(Stored data)
+===+

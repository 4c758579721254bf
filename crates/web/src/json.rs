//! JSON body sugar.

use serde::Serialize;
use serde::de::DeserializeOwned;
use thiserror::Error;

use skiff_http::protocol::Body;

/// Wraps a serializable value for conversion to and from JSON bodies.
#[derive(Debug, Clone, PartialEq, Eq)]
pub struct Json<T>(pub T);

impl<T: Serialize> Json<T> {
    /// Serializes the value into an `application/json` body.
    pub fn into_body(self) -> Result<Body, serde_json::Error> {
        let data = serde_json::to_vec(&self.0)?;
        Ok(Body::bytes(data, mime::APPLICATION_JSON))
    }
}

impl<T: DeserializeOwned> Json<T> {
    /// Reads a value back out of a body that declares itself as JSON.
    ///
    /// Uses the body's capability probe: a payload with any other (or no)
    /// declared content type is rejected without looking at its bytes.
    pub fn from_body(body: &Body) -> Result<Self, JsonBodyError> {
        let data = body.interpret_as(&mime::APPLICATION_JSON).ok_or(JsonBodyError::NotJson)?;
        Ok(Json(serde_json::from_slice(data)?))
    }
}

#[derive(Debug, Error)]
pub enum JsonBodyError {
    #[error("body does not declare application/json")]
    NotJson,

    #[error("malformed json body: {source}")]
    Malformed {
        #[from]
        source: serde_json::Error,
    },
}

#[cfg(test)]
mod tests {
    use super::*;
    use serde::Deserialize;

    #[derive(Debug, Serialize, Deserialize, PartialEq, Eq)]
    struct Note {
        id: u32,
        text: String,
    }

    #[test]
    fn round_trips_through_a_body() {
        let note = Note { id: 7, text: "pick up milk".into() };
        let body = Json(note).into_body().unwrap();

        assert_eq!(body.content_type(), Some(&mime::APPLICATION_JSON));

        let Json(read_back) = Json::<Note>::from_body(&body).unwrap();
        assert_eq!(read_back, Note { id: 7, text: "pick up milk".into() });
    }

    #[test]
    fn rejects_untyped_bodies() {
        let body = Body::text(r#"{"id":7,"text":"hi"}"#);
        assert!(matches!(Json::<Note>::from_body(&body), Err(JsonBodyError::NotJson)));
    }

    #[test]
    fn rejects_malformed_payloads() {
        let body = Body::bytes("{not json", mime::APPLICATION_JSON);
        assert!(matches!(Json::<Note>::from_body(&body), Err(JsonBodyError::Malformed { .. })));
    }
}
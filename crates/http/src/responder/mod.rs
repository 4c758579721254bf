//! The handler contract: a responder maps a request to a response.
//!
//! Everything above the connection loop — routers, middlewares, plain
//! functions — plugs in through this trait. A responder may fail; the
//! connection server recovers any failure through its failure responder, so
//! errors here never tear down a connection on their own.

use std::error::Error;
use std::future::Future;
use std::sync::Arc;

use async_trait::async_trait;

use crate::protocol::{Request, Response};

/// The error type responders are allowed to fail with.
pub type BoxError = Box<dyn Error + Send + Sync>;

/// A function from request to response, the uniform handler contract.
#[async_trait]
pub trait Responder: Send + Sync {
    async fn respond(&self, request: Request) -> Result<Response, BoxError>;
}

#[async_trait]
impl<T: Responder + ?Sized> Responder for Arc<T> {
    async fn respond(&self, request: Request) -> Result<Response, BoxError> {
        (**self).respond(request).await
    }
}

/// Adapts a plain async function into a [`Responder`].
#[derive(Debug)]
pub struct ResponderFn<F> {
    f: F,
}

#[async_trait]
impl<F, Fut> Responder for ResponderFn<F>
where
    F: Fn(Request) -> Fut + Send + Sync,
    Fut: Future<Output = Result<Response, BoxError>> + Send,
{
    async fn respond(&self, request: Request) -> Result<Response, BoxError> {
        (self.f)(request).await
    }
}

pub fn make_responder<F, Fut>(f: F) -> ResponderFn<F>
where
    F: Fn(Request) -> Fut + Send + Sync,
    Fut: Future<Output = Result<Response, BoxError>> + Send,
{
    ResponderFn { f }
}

+===+

**What needs to be done**
Which lines above include the word "source"? Pick them out and copy them.

**Answer section**
    #[error("malformed json body: {source}")]
        source: serde_json::Error,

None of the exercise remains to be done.